中世ヨーロッパでは、キリスト教修道院に図書館・図書室が併設されていることが多かったが、この頃の主要な紙である羊皮紙はとても高価であり、更に、識字率も低かったため、写本1冊で家が買えるほど貴重なものであった。そのため、紛失を防ぐために本は鎖で本棚につながれていた[5]

歴史的には、学術研究用に資料を集めた場として、学者や貴族以外の者は利用できなかったり、利用が有料であったりした時代が長い。

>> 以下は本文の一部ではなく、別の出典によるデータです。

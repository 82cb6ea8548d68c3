//! Avaliação de alertas – modo básico (limiares) e modo fórmula.
//!
//! O [`AlertEvaluator`] guarda o estado de deduplicação de cada
//! dispositivo (último status visto) em um mapa próprio, nunca
//! compartilhado entre dispositivos.

use crate::config::{AlertMode, BasicAlerts, DeviceConfig, FormulaRule, StatusRule, ThresholdRule};
use crate::formula::{Formula, UpsEnv, format_number, render_template};
use crate::types::{AlertVerdict, TelemetrySample};
use std::collections::HashMap;
use tracing::{debug, error, info, warn};

/// Estado mutável de um dispositivo entre ciclos.
#[derive(Debug, Clone, Default, PartialEq, Eq)]
pub struct DeviceAlertState {
    /// Último status não vazio avaliado pela regra de status.
    pub last_status: Option<String>,
}

/// Resultado de uma regra básica.
#[derive(Debug, Clone, PartialEq)]
enum Finding {
    Breach(String),
    ConfigError(String),
}

// ──────────────────────────────────────────────
// Avaliador
// ──────────────────────────────────────────────

#[derive(Debug, Default)]
pub struct AlertEvaluator {
    states: HashMap<String, DeviceAlertState>,
}

impl AlertEvaluator {
    pub fn new() -> Self {
        Self::default()
    }

    /// Estado registrado para `device`, se ele já foi avaliado.
    pub fn state(&self, device: &str) -> Option<&DeviceAlertState> {
        self.states.get(device)
    }

    /// Descarta o estado de um dispositivo que deixou de ser monitorado.
    pub fn forget(&mut self, device: &str) -> bool {
        self.states.remove(device).is_some()
    }

    /// Avalia uma amostra contra as regras do dispositivo.
    ///
    /// Amostra vazia vira veredicto "no data" sem tocar o estado do
    /// dispositivo.
    pub fn evaluate(
        &mut self,
        device: &str,
        sample: &TelemetrySample,
        config: &DeviceConfig,
    ) -> AlertVerdict {
        if sample.is_empty() {
            warn!("[{device}] sem dados do servidor NUT");
            return AlertVerdict::no_data(device);
        }

        let env = UpsEnv::from_sample(sample);
        let state = self.states.entry(device.to_string()).or_default();

        let verdict = match config.alert_mode {
            AlertMode::Basic => evaluate_basic(device, config.basic_alerts.as_ref(), &env, state),
            AlertMode::Formula => evaluate_formula(device, config.formula_alert.as_ref(), &env),
        };

        if verdict.is_alerting {
            warn!("[{device}] {}", verdict.message);
        } else {
            info!("[{device}] {}", verdict.message);
        }
        verdict
    }
}

fn ok_message(env: &UpsEnv) -> String {
    format!(
        "ups ok: {:.1} min runtime, {}% load, {}% charge",
        env.actual_runtime_minutes,
        format_number(env.ups_load),
        format_number(env.battery_charge)
    )
}

// ──────────────────────────────────────────────
// Modo básico
// ──────────────────────────────────────────────

fn evaluate_basic(
    device: &str,
    basic: Option<&BasicAlerts>,
    env: &UpsEnv,
    state: &mut DeviceAlertState,
) -> AlertVerdict {
    let Some(basic) = basic else {
        error!("[{device}] configuração obrigatória ausente: basic_alerts");
        return AlertVerdict::config_error(
            device,
            "ups alert: config error - basic_alerts not specified",
        );
    };

    let findings: Vec<Finding> = [
        enabled(&basic.battery_charge).and_then(|r| check_battery_charge(device, r, env)),
        enabled(&basic.runtime).and_then(|r| check_runtime(device, r, env)),
        enabled(&basic.load).and_then(|r| check_load(device, r, env)),
        enabled(&basic.input_voltage).and_then(|r| check_input_voltage(device, r, env)),
        basic
            .ups_status
            .as_ref()
            .filter(|r| r.enabled)
            .and_then(|r| check_ups_status(device, r, env, state)),
    ]
    .into_iter()
    .flatten()
    .collect();

    if findings.is_empty() {
        return AlertVerdict::ok(device, ok_message(env));
    }

    let has_config_error = findings.iter().any(|f| matches!(f, Finding::ConfigError(_)));
    let parts: Vec<String> = findings
        .into_iter()
        .map(|f| match f {
            Finding::Breach(msg) | Finding::ConfigError(msg) => msg,
        })
        .collect();
    let message = format!("ups alert: {}", parts.join("; "));

    if has_config_error {
        AlertVerdict::config_error(device, message)
    } else {
        AlertVerdict::alert(device, message)
    }
}

fn enabled(rule: &Option<ThresholdRule>) -> Option<&ThresholdRule> {
    rule.as_ref().filter(|r| r.enabled)
}

fn missing(device: &str, path: &str, message: &str) -> Option<Finding> {
    error!("[{device}] configuração obrigatória ausente: basic_alerts.{path}");
    Some(Finding::ConfigError(format!("config error: {message}")))
}

/// Mensagem configurada ou o texto padrão da regra.
fn rule_message<'a>(
    device: &str,
    name: &str,
    message: &'a Option<String>,
    fallback: &'a str,
) -> &'a str {
    match message.as_deref() {
        Some(msg) => msg,
        None => {
            warn!("[{device}] configuração ausente: basic_alerts.{name}.message");
            fallback
        }
    }
}

fn check_battery_charge(device: &str, rule: &ThresholdRule, env: &UpsEnv) -> Option<Finding> {
    let Some(min) = rule.min else {
        return missing(device, "battery_charge.min", "battery_charge.min not specified");
    };
    if env.battery_charge >= min {
        return None;
    }
    let message = rule_message(
        device,
        "battery_charge",
        &rule.message,
        "battery charge below threshold",
    );
    Some(Finding::Breach(format!(
        "{message} ({:.1}% < {}%)",
        env.battery_charge,
        format_bound(min)
    )))
}

fn check_runtime(device: &str, rule: &ThresholdRule, env: &UpsEnv) -> Option<Finding> {
    let Some(min) = rule.min else {
        return missing(device, "runtime.min", "runtime.min not specified");
    };
    if env.actual_runtime_minutes >= min {
        return None;
    }
    let message = rule_message(device, "runtime", &rule.message, "runtime below minimum threshold");
    Some(Finding::Breach(format!(
        "{message} ({:.1}min < {}min)",
        env.actual_runtime_minutes,
        format_bound(min)
    )))
}

fn check_load(device: &str, rule: &ThresholdRule, env: &UpsEnv) -> Option<Finding> {
    let Some(max) = rule.max else {
        return missing(device, "load.max", "load.max not specified");
    };
    if env.ups_load <= max {
        return None;
    }
    let message = rule_message(device, "load", &rule.message, "ups load exceeds maximum threshold");
    Some(Finding::Breach(format!(
        "{message} ({:.1}% > {}%)",
        env.ups_load,
        format_bound(max)
    )))
}

fn check_input_voltage(device: &str, rule: &ThresholdRule, env: &UpsEnv) -> Option<Finding> {
    let (Some(min), Some(max)) = (rule.min, rule.max) else {
        return missing(device, "input_voltage.min/max", "voltage min/max not specified");
    };
    // Sem leitura de tensão (variável ausente ou 0)
    if env.input_voltage <= 0.0 {
        return None;
    }
    if (min..=max).contains(&env.input_voltage) {
        return None;
    }
    let message = rule_message(
        device,
        "input_voltage",
        &rule.message,
        "input voltage outside acceptable range",
    );
    Some(Finding::Breach(format!("{message} ({:.1}v)", env.input_voltage)))
}

fn check_ups_status(
    device: &str,
    rule: &StatusRule,
    env: &UpsEnv,
    state: &mut DeviceAlertState,
) -> Option<Finding> {
    let status = env.ups_status.as_str();
    let Some(accepted) = rule.accepts(status) else {
        return missing(
            device,
            "ups_status.acceptable",
            "acceptable ups statuses not defined",
        );
    };
    if status.is_empty() {
        return None;
    }

    let previous = state.last_status.replace(status.to_string());
    if accepted {
        return None;
    }
    if rule.alert_when_status_changed && previous.as_deref() == Some(status) {
        debug!("[{device}] status inalterado: {status} (sem alerta)");
        return None;
    }

    let message = rule_message(
        device,
        "ups_status",
        &rule.message,
        "ups status not in acceptable list",
    );
    Some(Finding::Breach(format!("{message} ({status})")))
}

/// Limites configurados aparecem como o operador os escreveu (`90`, `12.5`).
fn format_bound(value: f64) -> String {
    format!("{value}")
}

// ──────────────────────────────────────────────
// Modo fórmula
// ──────────────────────────────────────────────

fn evaluate_formula(device: &str, rule: Option<&FormulaRule>, env: &UpsEnv) -> AlertVerdict {
    let Some(rule) = rule else {
        error!("[{device}] configuração obrigatória ausente: formula_alert");
        return AlertVerdict::config_error(
            device,
            "ups alert: config error - formula_alert not specified",
        );
    };
    let expression = rule.expression.trim();
    if expression.is_empty() {
        error!("[{device}] configuração obrigatória ausente: formula_alert.expression");
        return AlertVerdict::config_error(
            device,
            "ups alert: config error - formula expression not specified",
        );
    }

    // A mensagem é resolvida antes da expressão: variável inválida no
    // template alerta mesmo que a condição seja falsa.
    let alert_message = match &rule.message {
        Some(template) => match render_template(template, env) {
            Ok(msg) => msg,
            Err(e) => {
                error!("[{device}] {e}");
                return AlertVerdict::evaluation_error(device, format!("ups alert: {e}"));
            }
        },
        None => {
            warn!("[{device}] configuração ausente: formula_alert.message");
            "ups alert: formula conditions not met".to_string()
        }
    };

    match Formula::parse(expression).and_then(|formula| formula.evaluate(env)) {
        Ok(true) => AlertVerdict::alert(device, alert_message),
        Ok(false) => AlertVerdict::ok(device, ok_message(env)),
        Err(e) => {
            error!("[{device}] erro ao avaliar fórmula '{expression}': {e}");
            AlertVerdict::evaluation_error(
                device,
                format!("ups alert: error evaluating formula '{expression}': {e}"),
            )
        }
    }
}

15世紀のグーテンベルクによる活版印刷の発明で、本が大量生産できるようになって初めて「誰でも無料で」の原則が広まり、民衆の間に会員制の組合図書館、都市図書館が開設された。図書館は活版印刷による複製物を体系的に収集保存提供することで、知識共有のための社会的装置となった[6]。近代的な組織は知識水準を保持するために図書館を持った[6]。しかし、中国などの漢字を使う地域では漢字一つ一つの金属活字(活版印刷で使う判子のようなもの)が必要だったため、活版印刷はあまり広がらず、謄写版印刷(ガリ版刷り)が主流として残り続けた。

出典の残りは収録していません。